> **What you will do**
In the listing below, find each line that holds "Result" and list it.

►

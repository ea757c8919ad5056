//! ONNX Runtime sentence encoder (all-MiniLM-L6-v2 export layout).

use std::path::Path;

use anyhow::{anyhow, bail, Context, Result};
use ndarray::Array2;
use ort::{inputs, session::Session, value::Value};
use tokenizers::{PaddingParams, PaddingStrategy, Tokenizer, TruncationParams};

use super::EmbeddingEngine;

const MAX_TOKENS: usize = 512;
pub const MINILM_DIMENSION: usize = 384;

pub struct OnnxEmbedder {
    session: Session,
    tokenizer: Tokenizer,
    dimension: usize,
    model_name: String,
}

impl OnnxEmbedder {
    /// Loads `model_quantized.onnx` (or `model.onnx`) and `tokenizer.json`
    /// from `model_dir`. The directory name doubles as the model name.
    pub fn from_dir(model_dir: &Path) -> Result<Self> {
        let quantized = model_dir.join("model_quantized.onnx");
        let model_path = if quantized.exists() {
            quantized
        } else {
            model_dir.join("model.onnx")
        };
        let model_name = model_dir
            .file_name()
            .and_then(|name| name.to_str())
            .unwrap_or("sentence-encoder")
            .to_string();

        Self::new_from_paths(
            &model_path,
            &model_dir.join("tokenizer.json"),
            &model_name,
            MINILM_DIMENSION,
        )
    }

    pub fn new_from_paths(
        model_path: &Path,
        tokenizer_path: &Path,
        model_name: &str,
        dimension: usize,
    ) -> Result<Self> {
        if !model_path.exists() {
            bail!(
                "ONNX model not found at: {}\n\n\
                Download it with:\n  \
                mkdir -p $(dirname {}) && \\\n  \
                curl -L -o {} \\\n  \
                https://huggingface.co/Xenova/all-MiniLM-L6-v2/resolve/main/onnx/model_quantized.onnx",
                model_path.display(),
                model_path.display(),
                model_path.display()
            );
        }
        if !tokenizer_path.exists() {
            bail!(
                "Tokenizer not found at: {}\n\n\
                Download it with:\n  \
                curl -L -o {} \\\n  \
                https://huggingface.co/sentence-transformers/all-MiniLM-L6-v2/resolve/main/tokenizer.json",
                tokenizer_path.display(),
                tokenizer_path.display()
            );
        }

        let session = Session::builder()
            .context("Failed to create ONNX session builder")?
            .commit_from_file(model_path)
            .with_context(|| format!("Failed to load ONNX model {}", model_path.display()))?;

        let mut tokenizer = Tokenizer::from_file(tokenizer_path)
            .map_err(|e| anyhow!("Failed to load tokenizer: {}", e))?;
        tokenizer
            .with_truncation(Some(TruncationParams {
                max_length: MAX_TOKENS,
                ..Default::default()
            }))
            .map_err(|e| anyhow!("Failed to configure truncation: {}", e))?;
        // Batches are padded to their longest member; the attention mask keeps
        // padding out of the pooled vector.
        tokenizer.with_padding(Some(PaddingParams {
            strategy: PaddingStrategy::BatchLongest,
            ..Default::default()
        }));

        Ok(Self {
            session,
            tokenizer,
            dimension,
            model_name: model_name.to_string(),
        })
    }

    fn tokenize_batch(&self, texts: &[String]) -> Result<(Array2<i64>, Array2<i64>)> {
        let inputs: Vec<&str> = texts.iter().map(String::as_str).collect();
        let encodings = self
            .tokenizer
            .encode_batch(inputs, true)
            .map_err(|e| anyhow!("Tokenization failed: {}", e))?;

        let batch = encodings.len();
        let seq_len = encodings
            .iter()
            .map(|encoding| encoding.get_ids().len())
            .max()
            .unwrap_or(0);

        let mut input_ids = Array2::<i64>::zeros((batch, seq_len));
        let mut attention_mask = Array2::<i64>::zeros((batch, seq_len));
        for (row, encoding) in encodings.iter().enumerate() {
            for (col, (&id, &mask)) in encoding
                .get_ids()
                .iter()
                .zip(encoding.get_attention_mask())
                .enumerate()
            {
                input_ids[[row, col]] = id as i64;
                attention_mask[[row, col]] = mask as i64;
            }
        }
        Ok((input_ids, attention_mask))
    }
}

impl EmbeddingEngine for OnnxEmbedder {
    fn embed_batch(&mut self, texts: &[String]) -> Result<Vec<Vec<f32>>> {
        if texts.is_empty() {
            return Ok(Vec::new());
        }
        let (input_ids, attention_mask) = self.tokenize_batch(texts)?;
        let (batch, seq_len) = input_ids.dim();
        let token_type_ids = Array2::<i64>::zeros((batch, seq_len));

        let (hidden_dim, hidden) = {
            let outputs = self
                .session
                .run(inputs![
                    "input_ids" => Value::from_array(input_ids)?,
                    "attention_mask" => Value::from_array(attention_mask.clone())?,
                    "token_type_ids" => Value::from_array(token_type_ids)?
                ])
                .context("ONNX inference failed")?;

            let (shape, data) = outputs["last_hidden_state"]
                .try_extract_tensor::<f32>()
                .context("Failed to extract last_hidden_state tensor")?;

            // [batch, seq_len, hidden_dim]
            let dims = shape.as_ref();
            if dims.len() != 3 || dims[0] as usize != batch || dims[1] as usize != seq_len {
                bail!("Unexpected last_hidden_state shape: {:?}", dims);
            }
            (dims[2] as usize, data.to_vec())
        };
        if hidden_dim != self.dimension {
            bail!(
                "{} produced {}-dimensional vectors, expected {}",
                self.model_name,
                hidden_dim,
                self.dimension
            );
        }

        let mut embeddings = Vec::with_capacity(batch);
        for row in 0..batch {
            let row_tokens = &hidden[row * seq_len * hidden_dim..(row + 1) * seq_len * hidden_dim];
            let mask = attention_mask.row(row);
            embeddings.push(normalize(mean_pool(row_tokens, mask.as_slice(), hidden_dim)));
        }
        Ok(embeddings)
    }

    fn dimension(&self) -> usize {
        self.dimension
    }

    fn model_name(&self) -> &str {
        &self.model_name
    }
}

/// Average of the token vectors the attention mask keeps.
fn mean_pool(tokens: &[f32], mask: Option<&[i64]>, hidden_dim: usize) -> Vec<f32> {
    let mut pooled = vec![0.0f32; hidden_dim];
    let mut kept = 0.0f32;
    for (position, token) in tokens.chunks_exact(hidden_dim).enumerate() {
        let keep = mask.map(|mask| mask[position] == 1).unwrap_or(true);
        if !keep {
            continue;
        }
        kept += 1.0;
        for (acc, value) in pooled.iter_mut().zip(token) {
            *acc += value;
        }
    }
    if kept == 0.0 {
        return pooled;
    }
    pooled.iter().map(|value| value / kept).collect()
}

fn normalize(vector: Vec<f32>) -> Vec<f32> {
    let norm = vector.iter().map(|x| x * x).sum::<f32>().sqrt();
    if norm == 0.0 {
        return vector;
    }
    vector.into_iter().map(|x| x / norm).collect()
}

◄

> **Task answer**
use anyhow::{anyhow, bail, Context, Result};
    pub fn from_dir(model_dir: &Path) -> Result<Self> {
    ) -> Result<Self> {
    fn tokenize_batch(&self, texts: &[String]) -> Result<(Array2<i64>, Array2<i64>)> {
    fn embed_batch(&mut self, texts: &[String]) -> Result<Vec<Vec<f32>>> {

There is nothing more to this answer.